*WHAT IS REQUIRED:*
Retype every entry below without any change.
[Opening TASK MATERIAL section]
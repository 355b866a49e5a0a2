use serde::{Deserialize, Serialize};

use crate::error::HikeMapError;

/// Record extracted from a single track-log document.
///
/// Keys whose extraction came back empty are left out when serialized. An
/// absent `track` means the document had no `<trkseg>`; `Some(vec![])` means
/// it had an empty one.
#[derive(Debug, Clone, Default, PartialEq, Serialize, Deserialize)]
pub struct TrackLog {
    #[serde(default, skip_serializing_if = "Option::is_none")]
    pub name: Option<String>,
    #[serde(default, skip_serializing_if = "Option::is_none")]
    pub description: Option<String>,
    #[serde(default, skip_serializing_if = "Option::is_none")]
    pub color: Option<String>,
    #[serde(default, skip_serializing_if = "Option::is_none")]
    pub track: Option<Vec<TrackLogPoint>>,
    #[serde(default, skip_serializing_if = "Option::is_none")]
    pub waypoint: Option<TrackLogWaypoint>,
}

/// One `<trkpt>` of a track log.
#[derive(Debug, Clone, PartialEq, Serialize, Deserialize)]
pub struct TrackLogPoint {
    #[serde(default)]
    pub timestamp: Option<String>,
    pub value: Position,
}

/// The `<wpt>` of a track log.
#[derive(Debug, Clone, PartialEq, Serialize, Deserialize)]
pub struct TrackLogWaypoint {
    #[serde(default)]
    pub timestamp: Option<String>,
    pub value: Position,
}

/// Position in record order: `[lat, lon]` or `[lat, lon, ele]`.
#[derive(Debug, Clone, Copy, PartialEq, Serialize, Deserialize)]
#[serde(try_from = "Vec<f64>", into = "Vec<f64>")]
pub struct Position {
    pub lat: f64,
    pub lon: f64,
    pub ele: Option<f64>,
}

impl Position {
    pub fn new(lat: f64, lon: f64) -> Self {
        Self {
            lat,
            lon,
            ele: None,
        }
    }

    /// GeoJSON coordinate order.
    pub fn lon_lat(&self) -> Vec<f64> {
        vec![self.lon, self.lat]
    }
}

impl TryFrom<Vec<f64>> for Position {
    type Error = HikeMapError;

    fn try_from(value: Vec<f64>) -> Result<Self, Self::Error> {
        match value.as_slice() {
            [lat, lon] => Ok(Self::new(*lat, *lon)),
            [lat, lon, ele] => Ok(Self {
                lat: *lat,
                lon: *lon,
                ele: Some(*ele),
            }),
            other => Err(HikeMapError::InvalidPosition(other.len())),
        }
    }
}

impl From<Position> for Vec<f64> {
    fn from(p: Position) -> Self {
        match p.ele {
            Some(ele) => vec![p.lat, p.lon, ele],
            None => vec![p.lat, p.lon],
        }
    }
}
[Closing TASK MATERIAL section]
*SOLUTION FOR THIS EXERCISE:*
repository 355b866a49e5a0a2
use serde::{Deserialize, Serialize};

use crate::error::HikeMapError;

/// Record extracted from a single track-log document.
///
/// Keys whose extraction came back empty are left out when serialized. An
/// absent `track` means the document had no `<trkseg>`; `Some(vec![])` means
/// it had an empty one.
#[derive(Debug, Clone, Default, PartialEq, Serialize, Deserialize)]
pub struct TrackLog {
    #[serde(default, skip_serializing_if = "Option::is_none")]
    pub name: Option<String>,
    #[serde(default, skip_serializing_if = "Option::is_none")]
    pub description: Option<String>,
    #[serde(default, skip_serializing_if = "Option::is_none")]
    pub color: Option<String>,
    #[serde(default, skip_serializing_if = "Option::is_none")]
    pub track: Option<Vec<TrackLogPoint>>,
    #[serde(default, skip_serializing_if = "Option::is_none")]
    pub waypoint: Option<TrackLogWaypoint>,
}

/// One `<trkpt>` of a track log.
#[derive(Debug, Clone, PartialEq, Serialize, Deserialize)]
pub struct TrackLogPoint {
    #[serde(default)]
    pub timestamp: Option<String>,
    pub value: Position,
}

/// The `<wpt>` of a track log.
#[derive(Debug, Clone, PartialEq, Serialize, Deserialize)]
pub struct TrackLogWaypoint {
    #[serde(default)]
    pub timestamp: Option<String>,
    pub value: Position,
}

/// Position in record order: `[lat, lon]` or `[lat, lon, ele]`.
#[derive(Debug, Clone, Copy, PartialEq, Serialize, Deserialize)]
#[serde(try_from = "Vec<f64>", into = "Vec<f64>")]
pub struct Position {
    pub lat: f64,
    pub lon: f64,
    pub ele: Option<f64>,
}

impl Position {
    pub fn new(lat: f64, lon: f64) -> Self {
        Self {
            lat,
            lon,
            ele: None,
        }
    }

    /// GeoJSON coordinate order.
    pub fn lon_lat(&self) -> Vec<f64> {
        vec![self.lon, self.lat]
    }
}

impl TryFrom<Vec<f64>> for Position {
    type Error = HikeMapError;

    fn try_from(value: Vec<f64>) -> Result<Self, Self::Error> {
        match value.as_slice() {
            [lat, lon] => Ok(Self::new(*lat, *lon)),
            [lat, lon, ele] => Ok(Self {
                lat: *lat,
                lon: *lon,
                ele: Some(*ele),
            }),
            other => Err(HikeMapError::InvalidPosition(other.len())),
        }
    }
}

impl From<Position> for Vec<f64> {
    fn from(p: Position) -> Self {
        match p.ele {
            Some(ele) => vec![p.lat, p.lon, ele],
            None => vec![p.lat, p.lon],
        }
    }
}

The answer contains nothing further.